Scientific classification
- Kingdom: Animalia
- Phylum: Chordata
- Class: Mammalia
- Order: Carnivora
- Family: Viverridae
- Genus: Viverra
- Species: V. megaspila
- Binomial name: Viverra megaspila Blyth, 1862

= Large-spotted civet =

- Genus: Viverra
- Species: megaspila
- Authority: Blyth, 1862
- Conservation status: EN

Species of carnivore

The large-spotted civet (Viverra megaspila) is a species of viverrid native to Southeast Asia. It is listed as Endangered on the IUCN Red List.

==Characteristics==
Pocock described the large-spotted civet as varying in colour from silvery-grey to golden-buff or tawny with a black to brown pattern and large or comparatively small spots, which are separated or sometimes fusing into blotches or into vertical stripes behind the shoulders. White bands on the tail are mostly restricted to the sides and lower surface but very seldom form complete rings. Adults measure 30-30.5 in in head and body with a 13-15.5 in long tail. Its weight ranges from 14.5-18.5 lbs.

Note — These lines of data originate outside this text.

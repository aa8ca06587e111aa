use thiserror::Error;

/// Error taxonomy for the stacking engine.
///
/// `Io`/`Format`/`NoStars`/`AlignmentFailed` are fatal only for primary
/// outputs; elsewhere they drop the offending frame and the batch continues
/// (see [`crate::batch::FrameOutcome`]).
#[derive(Error, Debug)]
pub enum StackError {
    #[error("I/O error: {0}")]
    Io(#[from] std::io::Error),

    #[error("malformed frame header or data: {0}")]
    Format(String),

    #[error("dimension mismatch: {what} is {got_w}x{got_h}, expected {want_w}x{want_h}")]
    DimensionMismatch {
        what: String,
        got_w: usize,
        got_h: usize,
        want_w: usize,
        want_h: usize,
    },

    #[error("no stars detected in frame {frame_id}")]
    NoStars { frame_id: u64 },

    #[error("alignment failed for frame {frame_id}: residual={residual_px:.3}px inliers={inliers}")]
    AlignmentFailed {
        frame_id: u64,
        residual_px: f32,
        inliers: usize,
    },

    #[error("no usable reference frame: {0}")]
    NoReference(String),

    #[error("memory budget too small to fit a single frame: {0}")]
    MemoryBudget(String),

    #[error("all frames were dropped from the stack")]
    StackEmpty,

    #[error("numerically degenerate input: {0}")]
    NumericDegenerate(String),

    #[error("image codec error: {0}")]
    Image(#[from] image::ImageError),
}

pub type Result<T> = std::result::Result<T, StackError>;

==Distribution and habitat==
The large-spotted civet occurs in Myanmar, Thailand, Malaysia, Cambodia, Laos, Vietnam and southern China. In China, it was last sighted in 1998. It inhabits evergreen, deciduous, and dry dipterocarp forests below elevations of 300 m. In Thailand, it occurs in several protected areas as far south as Ranong Province.

==Ecology and behaviour==
Data on feeding ecology and behaviour of large-spotted civet do not exist.

==Threats==
The large-spotted civet is threatened due to habitat degradation, habitat loss, and hunting with snares and dogs. The population is thought to have been steadily declining throughout the range countries, and in China and Vietnam in particular may have been reduced significantly.
In Chinese and Vietnamese markets, it is in demand as food.

==Taxonomic history==
Pocock considered V. megaspila and V. civettina to be distinct species. Ellerman and Morrison-Scott considered V. civettina a subspecies of V. megaspila.